## Install/load required packages

In [None]:
if (!requireNamespace("BiocManager", quietly = TRUE))
    install.packages("BiocManager")

BiocManager::install(c("DESeq2", "qvalue", "AnnotationDbi", "DOSE"), force = TRUE)

'getOption("repos")' replaces Bioconductor standard repositories, see
'?repositories' for details

replacement repositories:
    CRAN: https://cran.r-project.org


Bioconductor version 3.12 (BiocManager 1.30.16), R 4.0.1 (2020-06-06)

Installing package(s) 'BiocVersion', 'DESeq2', 'qvalue', 'AnnotationDbi',
  'DOSE'

also installing the dependencies ‘RCurl’, ‘matrixStats’, ‘lambda.r’, ‘XML’, ‘xtable’, ‘GenomeInfoDb’, ‘XVector’, ‘MatrixGenerics’, ‘DelayedArray’, ‘futile.logger’, ‘BH’, ‘annotate’, ‘survival’, ‘plogr’, ‘gridExtra’, ‘fastmatch’, ‘GO.db’, ‘S4Vectors’, ‘IRanges’, ‘GenomicRanges’, ‘SummarizedExperiment’, ‘BiocGenerics’, ‘Biobase’, ‘BiocParallel’, ‘genefilter’, ‘locfit’, ‘geneplotter’, ‘RcppArmadillo’, ‘RSQLite’, ‘DO.db’, ‘fgsea’, ‘GOSemSim’




In [None]:
library(DESeq2)
library(tidyverse)
library(qvalue)
library(AnnotationDbi)
library(DOSE)


## Read in the data

### Read in the raw read counts data

In [None]:
TranscriptData <- as.matrix(read.csv("RNAseq.csv", row.names = "transcript_id"))

### Read in the data table of sample information

In [None]:
ColData <- read.csv("Sample_Names.txt",  sep="\t", row.names=1)

### Confirm that the transcript data row names match the coldata column names

In [None]:
all(rownames(ColData) %in% colnames(TranscriptData))
all(rownames(ColData) == colnames(TranscriptData))

## Make DESeq Dataset 

### Generate DESeq Dataset from read counts matrix

In [None]:
dds <- DESeqDataSetFromMatrix(countData = TranscriptData, colData = ColData)

## Starting number of genes:
nrow(dds) 

#### Pre-filter for any rows that have less then 10 counts across them

In [None]:
keep <- rowSums(counts(dds)) >= 10
## e.g.: keep <- rowSums(counts(dds) >= 10) >= 3, this would be at least 3 samples with 10 reads.

dds <- dds[keep,]

## Remaining number of genes:
nrow(dds) 

## Normalize/Transform DESeq dataset

#### This returns a DESeqTransform object.
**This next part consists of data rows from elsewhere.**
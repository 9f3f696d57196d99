mod app;
mod components;
mod config;
mod error;
mod event;
mod format;
mod fs;
mod handler;
mod logging;
mod opener;
mod preview;
mod theme;
mod tui;
mod ui;

use std::path::PathBuf;
use std::time::Duration;

use clap::Parser;

use crate::app::App;
use crate::config::AppConfig;
use crate::event::{Event, EventHandler};
use crate::opener::{CommandOpener, Opener};
use crate::tui::{install_panic_hook, Tui};

/// A three-pane terminal file browser.
#[derive(Parser, Debug)]
#[command(name = "explorer", version, about)]
struct Cli {
    /// Config file to load instead of the default locations
    #[arg(long, value_name = "PATH")]
    config: Option<PathBuf>,
}

fn main() {
    if let Err(e) = run() {
        eprintln!("Error: {e}");
        std::process::exit(1);
    }
}

fn run() -> error::Result<()> {
    let cli = Cli::parse();
    let config = AppConfig::load(cli.config.as_deref());
    let log_path = logging::init(&config);
    tracing::info!(log = ?log_path, theme = config.theme_scheme(), "starting explorer");

    let mut app = App::from_config(&config)?;
    let opener = CommandOpener::from_config(&config);
    tracing::debug!(programs = ?opener.programs(), "open chain");
    let events = EventHandler::new(Duration::from_millis(250));

    install_panic_hook();
    let mut tui = Tui::new(config.mouse_enabled())?;
    let result = run_loop(&mut tui, &mut app, &events, &opener);
    tui.restore()?;

    tracing::info!("exiting explorer");
    result
}

fn run_loop(
    tui: &mut Tui,
    app: &mut App,
    events: &EventHandler,
    opener: &impl Opener,
) -> error::Result<()> {
    while !app.should_quit {
        tui.terminal_mut().draw(|frame| ui::render(app, frame))?;

        match events.next()? {
            Event::Key(key) => handler::handle_key_event(app, key),
            Event::Mouse(mouse) => handler::handle_mouse_event(app, mouse),
            Event::Tick => app.clear_expired_status(),
            Event::Resize(_, _) => {}
        }

        if let Some(path) = app.take_pending_open() {
            tui.suspend()?;
            let outcome = opener.open(&path);
            tui.resume()?;
            app.finish_open(outcome);
        }
    }
    Ok(())
}
use std::cmp::Ordering;
use std::ffi::OsString;
use std::fs::{self, Metadata};
use std::io;
use std::path::{Component, Path, PathBuf};
use std::time::SystemTime;

use crate::error::ListingError;

/// One immediate child of a listed directory.
///
/// Built fresh on every listing and never mutated afterwards.
#[derive(Debug, Clone, PartialEq, Eq)]
pub struct DirectoryEntry {
    pub name: String,
    /// Always `parent.join(name)`.
    pub path: PathBuf,
    /// True for directories and for symlinks that resolve to one.
    pub is_dir: bool,
    pub is_symlink: bool,
    /// Size in bytes. Not meaningful for directories.
    pub size: u64,
    pub modified: SystemTime,
    /// Platform mode bits (`st_mode` on Unix).
    pub permissions: u32,
}

impl DirectoryEntry {
    /// Stat the child `name` of `parent`.
    ///
    /// Symlinks are followed for the type and size; a dangling link falls
    /// back to the metadata of the link itself.
    fn read(parent: &Path, name: OsString) -> io::Result<Self> {
        let path = parent.join(&name);
        let link_meta = fs::symlink_metadata(&path)?;
        let is_symlink = link_meta.file_type().is_symlink();
        let meta = if is_symlink {
            fs::metadata(&path).unwrap_or(link_meta)
        } else {
            link_meta
        };

        Ok(Self {
            name: name.to_string_lossy().into_owned(),
            path,
            is_dir: meta.is_dir(),
            is_symlink,
            size: meta.len(),
            modified: meta.modified().unwrap_or(SystemTime::UNIX_EPOCH),
            permissions: mode_bits(&meta),
        })
    }

    /// Dotfiles are hidden.
    pub fn is_hidden(&self) -> bool {
        self.name.starts_with('.')
    }
}

#[cfg(unix)]
fn mode_bits(meta: &Metadata) -> u32 {
    use std::os::unix::fs::PermissionsExt;
    meta.permissions().mode()
}

#[cfg(not(unix))]
fn mode_bits(meta: &Metadata) -> u32 {
    if meta.permissions().readonly() {
        0o444
    } else {
        0o644
    }
}

/// Ordering applied within the directory and file groups.
#[derive(Debug, Clone, Copy, Default, PartialEq, Eq)]
pub enum SortKey {
    /// Case-sensitive ascending by name.
    #[default]
    ByName,
    /// Largest first, ties by name.
    BySize,
    /// Newest first, ties by name.
    ByModifiedTime,
}

impl SortKey {
    /// Parse a config value. Unknown values fall back to `ByName`.
    pub fn from_config(s: &str) -> Self {
        match s {
            "size" => SortKey::BySize,
            "modified" => SortKey::ByModifiedTime,
            _ => SortKey::ByName,
        }
    }

    pub fn label(&self) -> &'static str {
        match self {
            SortKey::ByName => "Name",
            SortKey::BySize => "Size",
            SortKey::ByModifiedTime => "Modified",
        }
    }

    /// Cycle Name -> Size -> Modified -> Name.
    pub fn next(&self) -> Self {
        match self {
            SortKey::ByName => SortKey::BySize,
            SortKey::BySize => SortKey::ByModifiedTime,
            SortKey::ByModifiedTime => SortKey::ByName,
        }
    }
}

/// Read the immediate children of `path`, in no particular order.
///
/// Fails only when `path` itself cannot be enumerated. Children whose
/// metadata cannot be read are left out.
pub fn list(path: &Path) -> Result<Vec<DirectoryEntry>, ListingError> {
    let meta = fs::metadata(path).map_err(|e| ListingError::from_io(path.to_path_buf(), e))?;
    if !meta.is_dir() {
        return Err(ListingError::NotADirectory {
            path: path.to_path_buf(),
        });
    }

    let reader = fs::read_dir(path).map_err(|e| ListingError::from_io(path.to_path_buf(), e))?;

    let mut entries = Vec::new();
    for item in reader {
        let item = match item {
            Ok(item) => item,
            Err(e) => {
                tracing::debug!(dir = %path.display(), error = %e, "skipping unreadable entry");
                continue;
            }
        };
        match DirectoryEntry::read(path, item.file_name()) {
            Ok(entry) => entries.push(entry),
            Err(e) => {
                tracing::debug!(
                    dir = %path.display(),
                    name = ?item.file_name(),
                    error = %e,
                    "skipping child without metadata"
                );
            }
        }
    }
    Ok(entries)
}

/// `list` followed by `sort`.
pub fn list_sorted(path: &Path, key: SortKey) -> Result<Vec<DirectoryEntry>, ListingError> {
    let mut entries = list(path)?;
    sort(&mut entries, key);
    Ok(entries)
}

/// Sort in place: directories before files, then by `key`.
///
/// The sort is stable and every key falls back to the name, so sorting
/// an already sorted slice leaves it unchanged.
pub fn sort(entries: &mut [DirectoryEntry], key: SortKey) {
    entries.sort_by(|a, b| compare(a, b, key));
}

fn compare(a: &DirectoryEntry, b: &DirectoryEntry, key: SortKey) -> Ordering {
    b.is_dir.cmp(&a.is_dir).then_with(|| match key {
        SortKey::ByName => a.name.cmp(&b.name),
        SortKey::BySize => b.size.cmp(&a.size).then_with(|| a.name.cmp(&b.name)),
        SortKey::ByModifiedTime => b
            .modified
            .cmp(&a.modified)
            .then_with(|| a.name.cmp(&b.name)),
    })
}

/// Number of immediate children, or 0 when the directory is unreadable.
pub fn count_children(path: &Path) -> usize {
    fs::read_dir(path).map(|r| r.count()).unwrap_or(0)
}

/// Make `path` absolute against the working directory and fold away
/// `.` and `..` lexically. Symlinks are not resolved.
pub fn resolve_absolute(path: &Path) -> io::Result<PathBuf> {
    let joined = if path.is_absolute() {
        path.to_path_buf()
    } else {
        std::env::current_dir()?.join(path)
    };

    let mut resolved = PathBuf::new();
    for component in joined.components() {
        match component {
            Component::CurDir => {}
            Component::ParentDir => {
                resolved.pop();
            }
            other => resolved.push(other.as_os_str()),
        }
    }
    Ok(resolved)
}

/// Parent directory of `path`; the root is its own parent.
pub fn parent_of(path: &Path) -> PathBuf {
    path.parent()
        .map(Path::to_path_buf)
        .unwrap_or_else(|| path.to_path_buf())
}

/// The user's home directory, or the filesystem root when unknown.
pub fn home_dir() -> PathBuf {
    dirs::home_dir().unwrap_or_else(filesystem_root)
}

pub fn filesystem_root() -> PathBuf {
    PathBuf::from(std::path::MAIN_SEPARATOR_STR)
}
Stored data is no longer counts and must be accessed through assay. Sequencing depth normalization is done automatically


In [None]:
vsd <- vst(dds, blind = FALSE) 
## blind = FALSE The experimental design is not used directly in the transformation, only in estimating the global amount of variability in the counts.

head(assay(vsd), 3)
colData(vsd)

rld <- rlog(dds, blind = FALSE)
head(assay(rld), 3)
## rlog supposed to work better with smaller sample size and when there is more variation in sequencing depth


## Differential Expression Analysis

In [None]:
dds_analysis <- DESeq(dds)

### JG-1 vs. DMSO

In [None]:
resJG1 <- results(dds_analysis, contrast = c("Condition", "JG1", "DMSO"))
## contrast takes specified groups from a factored variable in the data table ("Condition"), and calculates DE of numerator ("JG1") vs. demoninator ("DMSO)

resJG1

## Number of differentially expressed genes with significant p-value:
sum(resJG1$pvalue < 0.05, na.rm=TRUE) 

## Number of differentially expressed genes that are missing a p-value:
sum(is.na(resJG1$pvalue)) 

### M4 vs. DMSO

In [None]:
resM4 <- results(dds_analysis, contrast = c("Condition", "M4", "DMSO")) 
resM4
sum(resM4$pvalue < 0.05, na.rm=TRUE) 
sum(is.na(resM4$pvalue)) 

# Export results

In [None]:
resJG1Ordered <- resJG1[order(resJG1$pvalue),]
## Orders data by pvalue

resJG1OrderedDF <- as.data.frame(resJG1Ordered)
resJG1OrderedDF <- remove_missing(resJG1OrderedDF, vars = "padj")
## Makes a dataframe and removes rows with missing padj

write.csv(resJG1OrderedDF, file = "JG-1 DE Results.csv")

In [None]:
resM4Ordered <- resM4[order(resM4$pvalue),]
resM4OrderedDF <- as.data.frame(resM4Ordered)
resM4OrderedDF <- remove_missing(resM4OrderedDF, vars = "padj")

write.csv(resM4OrderedDF, file = "M4 DE Results.csv")